Mon cher Seigneur, tous les habitants de cet univers matériel sont prisonniers des gunas, influencés par la vertu, la passion et l'ignorance. Depuis la personnalité la plus haute, Brahma, jusqu'à la fourmi insignifiante, tous agissent sous l'influence de ces attributs de la matière. Ainsi tous les êtres vivant ici-bas sont-ils influencés par Ton énergie. Le motif de leurs actes, leur lieu et leurs heures de travail, l'objet de cette action, le but qu'ils se sont fixés dans la vie et la voie qu'ils ont choisie pour y parvenir, tout cela n'est que des manifestations de Ton énergie. En vérité, puisque l'énergie et sa source sont identiques, tout n'est que diverses manifestations de Ta Personne.

TENEUR ET PORTEE

Que l'on se croie protégé par ses parents, par le gouvernement, par un lieu quelconque ou par quelque autre facteur, tout est dû aux diverses énergies du Seigneur Souverain. Tout ce qui s'accomplit, que ce soit sur les systèmes planétaires supérieur, intermédiaire ou inférieur, est sous la supervision ou le contrôle du Seigneur Suprême. C'est pourquoi il est écrit: karmana daivanetrena jantur dehopapattaye -Dieu, la Personne Suprême, qui est présent au plus profond du coeur de tous les êtres, les inspire à agir en fonction de leur mentalité respective. Et toutes ces mentalités leur sont données par Krsna à seule fin de leur permettre d'agir. La Bhagavad-gita déclare à ce propos: mattah smrtir jnanam apohanam ca -chaque être agit selon l'inspiration qu'il reçoit de l'Ame Suprême. Etant donné que chacun vise un but différent dans l'existence, tous les êtres agissent différemment, sous la direction de Dieu, la Personne Suprême.

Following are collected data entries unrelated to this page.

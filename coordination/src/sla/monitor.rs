//! Progress monitoring: per-service SLA triggers
//!
//! A trigger is started when the plan is created and carries absolute
//! jeopardy/violation deadlines taken from the active policy. Nothing here
//! waits: [`SlaMonitor::evaluate`] is called by an external tick, moves each
//! open trigger forward and returns the breach-action invocations to run.
//!
//! ```text
//! running ──condition met──► successful
//!    │                          ▲
//!    ├─now ≥ jeopardy─► jeopardized ──condition met──┘
//!    │                      │
//!    └────now ≥ violation───┴──► violated
//! ```

use super::policy::{SlaPolicy, POLICY_NAME};
use crate::actions::ActionInvocation;
use crate::error::NanoResult;
use crate::notify::params::ParamValue;
use crate::store::{NodePath, ServiceRecord, StoreResult, Transaction, TransactionExt};
use chrono::{DateTime, Duration, NaiveDateTime, Utc};
use serde::{Deserialize, Serialize};
use std::fmt;

/// Timestamp format used for trigger deadlines, e.g. `2021-08-19T23:07:01+00:00`
pub const SPM_TIME_FORMAT: &str = "%Y-%m-%dT%H:%M:%S+00:00";
/// Action name bound to the policy's breach action path
pub const BREACH_ACTION: &str = "timeout-breach";

const TRIGGER_PREFIX: &str = "nano-spm-";

pub fn trigger_name(service: &crate::store::ServiceId) -> String {
    format!("{TRIGGER_PREFIX}{service}")
}

pub fn format_spm_time(at: DateTime<Utc>) -> String {
    at.format(SPM_TIME_FORMAT).to_string()
}

pub fn parse_spm_time(raw: &str) -> Result<DateTime<Utc>, chrono::ParseError> {
    NaiveDateTime::parse_from_str(raw, SPM_TIME_FORMAT).map(|naive| naive.and_utc())
}

#[derive(Debug, Clone, Copy, PartialEq, Eq, Serialize, Deserialize)]
#[serde(rename_all = "snake_case")]
pub enum TriggerState {
    Running,
    Jeopardized,
    Violated,
    Successful,
}

impl TriggerState {
    fn is_open(self) -> bool {
        matches!(self, Self::Running | Self::Jeopardized)
    }

    /// Which deadline the transition into this state reports
    fn timeout_label(self) -> &'static str {
        match self {
            Self::Jeopardized => "jeopardy",
            Self::Violated => "violation",
            Self::Running | Self::Successful => "none",
        }
    }
}

impl fmt::Display for TriggerState {
    fn fmt(&self, f: &mut fmt::Formatter<'_>) -> fmt::Result {
        match self {
            Self::Running => write!(f, "running"),
            Self::Jeopardized => write!(f, "jeopardized"),
            Self::Violated => write!(f, "violated"),
            Self::Successful => write!(f, "successful"),
        }
    }
}

/// Deadlines recorded against one service
#[derive(Debug, Clone, PartialEq, Eq, Serialize, Deserialize)]
pub struct TriggerStatus {
    pub policy: String,
    pub start_time: String,
    pub jeopardy_time: String,
    pub violation_time: String,
    pub status: TriggerState,
}

impl TriggerStatus {
    fn from_policy(policy: &SlaPolicy, start: DateTime<Utc>) -> Self {
        let secs = |s: u64| Duration::seconds(i64::try_from(s).unwrap_or(i64::MAX / 1000));
        Self {
            policy: policy.name.clone(),
            start_time: format_spm_time(start),
            jeopardy_time: format_spm_time(start + secs(policy.jeopardy_timeout)),
            violation_time: format_spm_time(start + secs(policy.violation_timeout)),
            status: TriggerState::Running,
        }
    }
}

/// Starts triggers and evaluates their deadlines
#[derive(Debug, Default, Clone, Copy)]
pub struct SlaMonitor;

impl SlaMonitor {
    /// Start the service's trigger from the singleton policy.
    ///
    /// Returns `false` without touching the record when no policy exists yet
    /// or the trigger is already running.
    pub fn start(
        txn: &dyn Transaction,
        record: &mut ServiceRecord,
        now: DateTime<Utc>,
    ) -> StoreResult<bool> {
        let name = trigger_name(&record.id);
        if record.trigger_status.contains_key(&name) {
            return Ok(false);
        }
        let Some(policy) = txn.policy(POLICY_NAME)? else {
            tracing::warn!(
                service = %record.id,
                "No SLA policy configured, progress not monitored"
            );
            return Ok(false);
        };
        let status = TriggerStatus::from_policy(&policy, now);
        tracing::info!(
            service = %record.id,
            trigger = %name,
            jeopardy = %status.jeopardy_time,
            violation = %status.violation_time,
            "SLA trigger started"
        );
        record.trigger_status.insert(name, status);
        Ok(true)
    }

    /// Advance every open trigger and collect breach invocations
    pub fn evaluate(
        txn: &mut dyn Transaction,
        now: DateTime<Utc>,
    ) -> NanoResult<Vec<ActionInvocation>> {
        let mut invocations = Vec::new();
        let principal = txn.principal().clone();

        for id in txn.service_ids()? {
            let mut record = txn.service(&id)?;
            let mut changed = false;

            for (trigger, status) in record.trigger_status.iter_mut() {
                if !status.status.is_open() {
                    continue;
                }
                let Some(policy) = txn.policy(&status.policy)? else {
                    tracing::warn!(
                        trigger = %trigger,
                        policy = %status.policy,
                        "Trigger references a missing policy"
                    );
                    continue;
                };

                let next = next_state(&policy, &record.plan, status, now);
                let Some(next) = next else { continue };

                tracing::info!(
                    service = %id,
                    trigger = %trigger,
                    from = %status.status,
                    to = %next,
                    "SLA trigger transition"
                );
                status.status = next;
                changed = true;

                if next != TriggerState::Successful || policy.action.always_call {
                    let path = policy
                        .action
                        .action_path
                        .parse::<NodePath>()
                        .unwrap_or(NodePath::SlaTimeoutAction);
                    let service_ref = NodePath::Service(id.clone())
                        .xpath()
                        .unwrap_or_default();
                    invocations.push(
                        ActionInvocation::new(principal.clone(), BREACH_ACTION, path)
                            .with_input("policy", policy.name.as_str())
                            .with_input("service", service_ref)
                            .with_input("status", ParamValue::Enumeration(next.to_string()))
                            .with_input(
                                "timeout",
                                ParamValue::Enumeration(next.timeout_label().to_string()),
                            )
                            .with_input("trigger", trigger.as_str()),
                    );
                }
            }

            if changed {
                txn.put_service(record)?;
            }
        }
        Ok(invocations)
    }
}

fn next_state(
    policy: &SlaPolicy,
    plan: &crate::plan::types::Plan,
    status: &TriggerStatus,
    now: DateTime<Utc>,
) -> Option<TriggerState> {
    if policy.is_satisfied(plan) {
        return Some(TriggerState::Successful);
    }
    let passed = |raw: &str| match parse_spm_time(raw) {
        Ok(deadline) => now >= deadline,
        Err(e) => {
            tracing::warn!(value = raw, error = %e, "Unparseable trigger deadline");
            false
        }
    };
    if passed(&status.violation_time) {
        return Some(TriggerState::Violated);
    }
    if status.status == TriggerState::Running && passed(&status.jeopardy_time) {
        return Some(TriggerState::Jeopardized);
    }
    None
}

#[cfg(test)]
mod tests {
    use super::*;
    use crate::plan::types::{states, ComponentKey, StateStatus};
    use crate::sla::policy::reconcile_policy;
    use crate::store::{
        with_write, ConfigStore, MemoryStore, Node, Principal, ServiceId, SlaTimeouts, TxnMode,
    };
    use chrono::TimeZone;

    fn t0() -> DateTime<Utc> {
        Utc.with_ymd_and_hms(2021, 8, 19, 23, 2, 1).unwrap()
    }

    fn store_with_service() -> (MemoryStore, ServiceId) {
        let store = MemoryStore::new();
        let id = ServiceId::new("svc-7").unwrap();
        with_write(&store, &Principal::admin(), |txn| {
            txn.set(
                &NodePath::SlaTimeouts,
                Node::Timeouts(SlaTimeouts {
                    jeopardy: 5,
                    violation: 10,
                }),
            )?;
            reconcile_policy(txn)?;
            let mut record = ServiceRecord::new(id.clone(), "ios0", "10.0.0.53");
            SlaMonitor::start(txn, &mut record, t0())?;
            txn.put_service(record)?;
            Ok(())
        })
        .unwrap();
        (store, id)
    }

    fn evaluate(store: &MemoryStore, at: DateTime<Utc>) -> Vec<ActionInvocation> {
        with_write(store, &Principal::admin(), |txn| SlaMonitor::evaluate(txn, at)).unwrap()
    }

    #[test]
    fn test_time_format_round_trip() {
        let parsed = parse_spm_time("2021-08-19T23:07:01+00:00").unwrap();
        assert_eq!(parsed, Utc.with_ymd_and_hms(2021, 8, 19, 23, 7, 1).unwrap());
        assert_eq!(format_spm_time(parsed), "2021-08-19T23:07:01+00:00");
        assert!(parse_spm_time("19.08.2021").is_err());
    }

    #[test]
    fn test_start_records_deadlines() {
        let (store, id) = store_with_service();
        let record = &store.tree().services[&id];
        let status = &record.trigger_status["nano-spm-svc-7"];
        assert_eq!(status.jeopardy_time, "2021-08-19T23:07:01+00:00");
        assert_eq!(status.violation_time, "2021-08-19T23:12:01+00:00");
        assert_eq!(status.status, TriggerState::Running);
    }

    #[test]
    fn test_start_without_policy_is_noop() {
        let store = MemoryStore::new();
        let mut record = ServiceRecord::new(ServiceId::new("a").unwrap(), "d", "ns");
        let txn = store
            .begin(TxnMode::Read, &Principal::admin())
            .unwrap();
        assert!(!SlaMonitor::start(txn.as_ref(), &mut record, t0()).unwrap());
        assert!(record.trigger_status.is_empty());
    }

    #[test]
    fn test_jeopardy_then_violation_fire_once_each() {
        let (store, _) = store_with_service();

        assert!(evaluate(&store, t0() + Duration::minutes(1)).is_empty());

        let fired = evaluate(&store, t0() + Duration::minutes(6));
        assert_eq!(fired.len(), 1);
        assert_eq!(fired[0].name, BREACH_ACTION);
        assert_eq!(fired[0].path, NodePath::SlaTimeoutAction);
        assert_eq!(fired[0].input["status"].to_string(), "jeopardized");
        assert_eq!(
            fired[0].input["service"].to_string(),
            "/nano:nano/nano:nano[nano:id='svc-7']"
        );

        assert!(evaluate(&store, t0() + Duration::minutes(7)).is_empty());

        let fired = evaluate(&store, t0() + Duration::minutes(11));
        assert_eq!(fired.len(), 1);
        assert_eq!(fired[0].input["timeout"].to_string(), "violation");
        assert!(evaluate(&store, t0() + Duration::minutes(30)).is_empty());
    }

    #[test]
    fn test_success_reported_with_always_call() {
        let (store, id) = store_with_service();
        with_write(&store, &Principal::admin(), |txn| {
            let mut record = txn.service(&id)?;
            record
                .plan
                .state_mut(&ComponentKey::self_component(), states::READY)
                .unwrap()
                .status = StateStatus::Reached;
            txn.put_service(record)?;
            Ok(())
        })
        .unwrap();

        let fired = evaluate(&store, t0() + Duration::minutes(1));
        assert_eq!(fired.len(), 1);
        assert_eq!(fired[0].input["status"].to_string(), "successful");
        assert_eq!(
            store.tree().services[&id].trigger_status["nano-spm-svc-7"].status,
            TriggerState::Successful
        );
    }
}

Les mots yasmin yato yarhi yena ca yasya yasmat indiquent que toutes les activités, quelles qu'elles soient, ne sont que différentes manifestations de Dieu, la Personne Suprême. Toutes sont créées par l'être vivant et menées à terme grâce à la miséricorde du Seigneur. Bien qu'aucune de ces activités ne soit différente du Seigneur, Krsna n'en enseigne pas moins: sarva-dharman parityajya mam ekam saranam vraja -"Laisse là tout autre devoir et abandonne-toi à Moi." (B.g.,18.66) C'est à partir du moment où nous acceptons cette instruction du Seigneur que nous pouvons véritablement trouver le bonheur. Tant que nous agissons sous la dictée de nos sens matériels, nous sommes plongés dans l'existence matérielle, mais dès que nous agissons suivant les directives réelles et transcendantales du Seigneur, notre position devient spirituelle. Les activités relevant de la bhakti, c'est-à-dire le service de dévotion, sont directement sous le contrôle de Dieu, la Personne Suprême. Le Narada-pancaratra stipule:

sarvopadhi-vinirmuktam
tat-paratvena nirmalam
hrsikena hrsikesa-
sevanam bhaktir ucyate

Lorsqu'on renonce à des positions matérielles pour agir directement sous les ordres du Seigneur Souverain, notre existence spirituelle se trouve ravivée. C'est ce qu'expriment les mots svarupena avasthiti, indiquant le fait de se trouver dans sa position naturelle et originelle. Telle est la véritable définition de la mukti, la libération qui met fin à l'esclavage matériel.